*STORED DATA*:
* * *

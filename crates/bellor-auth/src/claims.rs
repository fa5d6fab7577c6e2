//! Local inspection of JWT access tokens.
//!
//! Expiry is read straight from the token's payload segment, without a
//! network round trip and without signature verification. Verifying the
//! signature is the server's job; the client only needs to know whether the
//! token is worth sending at all.

use std::time::{Duration, SystemTime, UNIX_EPOCH};

use base64::{Engine, engine::general_purpose::URL_SAFE_NO_PAD};
use serde::Deserialize;

use crate::error::{AuthError, Result};

#[derive(Debug, Deserialize)]
struct ExpClaim {
    exp: u64,
}

/// Extract the `exp` claim (seconds since epoch) from a JWT access token.
pub fn expiry_of(token: &str) -> Result<u64> {
    let mut segments = token.split('.');
    let payload = match (segments.next(), segments.next(), segments.next()) {
        (Some(_), Some(payload), Some(_)) => payload,
        _ => {
            return Err(AuthError::InvalidToken(
                "expected three dot-separated segments".to_string(),
            ));
        }
    };

    let bytes = URL_SAFE_NO_PAD
        .decode(payload)
        .map_err(|e| AuthError::InvalidToken(format!("payload is not base64url: {}", e)))?;

    let claims: ExpClaim = serde_json::from_slice(&bytes)
        .map_err(|e| AuthError::InvalidToken(format!("payload has no exp claim: {}", e)))?;

    Ok(claims.exp)
}

/// True when `token` expires within `margin` from now.
///
/// An undecodable token counts as expired: refreshing is the only way to
/// recover from a credential we cannot even read.
pub fn expires_within(token: &str, margin: Duration) -> bool {
    match expiry_of(token) {
        Ok(exp) => now_secs() + margin.as_secs() >= exp,
        Err(_) => true,
    }
}

fn now_secs() -> u64 {
    SystemTime::now()
        .duration_since(UNIX_EPOCH)
        .unwrap()
        .as_secs()
}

* * *

*ASSIGNMENT*:
Return every entry exactly as given.

*YOUR RESPONSE*:
filename crates/bellor-auth/src/claims.rs
repository fa5d6fab7577c6e2
//! Local inspection of JWT access tokens.
//!
//! Expiry is read straight from the token's payload segment, without a
//! network round trip and without signature verification. Verifying the
//! signature is the server's job; the client only needs to know whether the
//! token is worth sending at all.

use std::time::{Duration, SystemTime, UNIX_EPOCH};

use base64::{Engine, engine::general_purpose::URL_SAFE_NO_PAD};
use serde::Deserialize;

use crate::error::{AuthError, Result};

#[derive(Debug, Deserialize)]
struct ExpClaim {
    exp: u64,
}

/// Extract the `exp` claim (seconds since epoch) from a JWT access token.
pub fn expiry_of(token: &str) -> Result<u64> {
    let mut segments = token.split('.');
    let payload = match (segments.next(), segments.next(), segments.next()) {
        (Some(_), Some(payload), Some(_)) => payload,
        _ => {
            return Err(AuthError::InvalidToken(
                "expected three dot-separated segments".to_string(),
            ));
        }
    };

    let bytes = URL_SAFE_NO_PAD
        .decode(payload)
        .map_err(|e| AuthError::InvalidToken(format!("payload is not base64url: {}", e)))?;

    let claims: ExpClaim = serde_json::from_slice(&bytes)
        .map_err(|e| AuthError::InvalidToken(format!("payload has no exp claim: {}", e)))?;

    Ok(claims.exp)
}

/// True when `token` expires within `margin` from now.
///
/// An undecodable token counts as expired: refreshing is the only way to
/// recover from a credential we cannot even read.
pub fn expires_within(token: &str, margin: Duration) -> bool {
    match expiry_of(token) {
        Ok(exp) => now_secs() + margin.as_secs() >= exp,
        Err(_) => true,
    }
}

fn now_secs() -> u64 {
    SystemTime::now()
        .duration_since(UNIX_EPOCH)
        .unwrap()
        .as_secs()
}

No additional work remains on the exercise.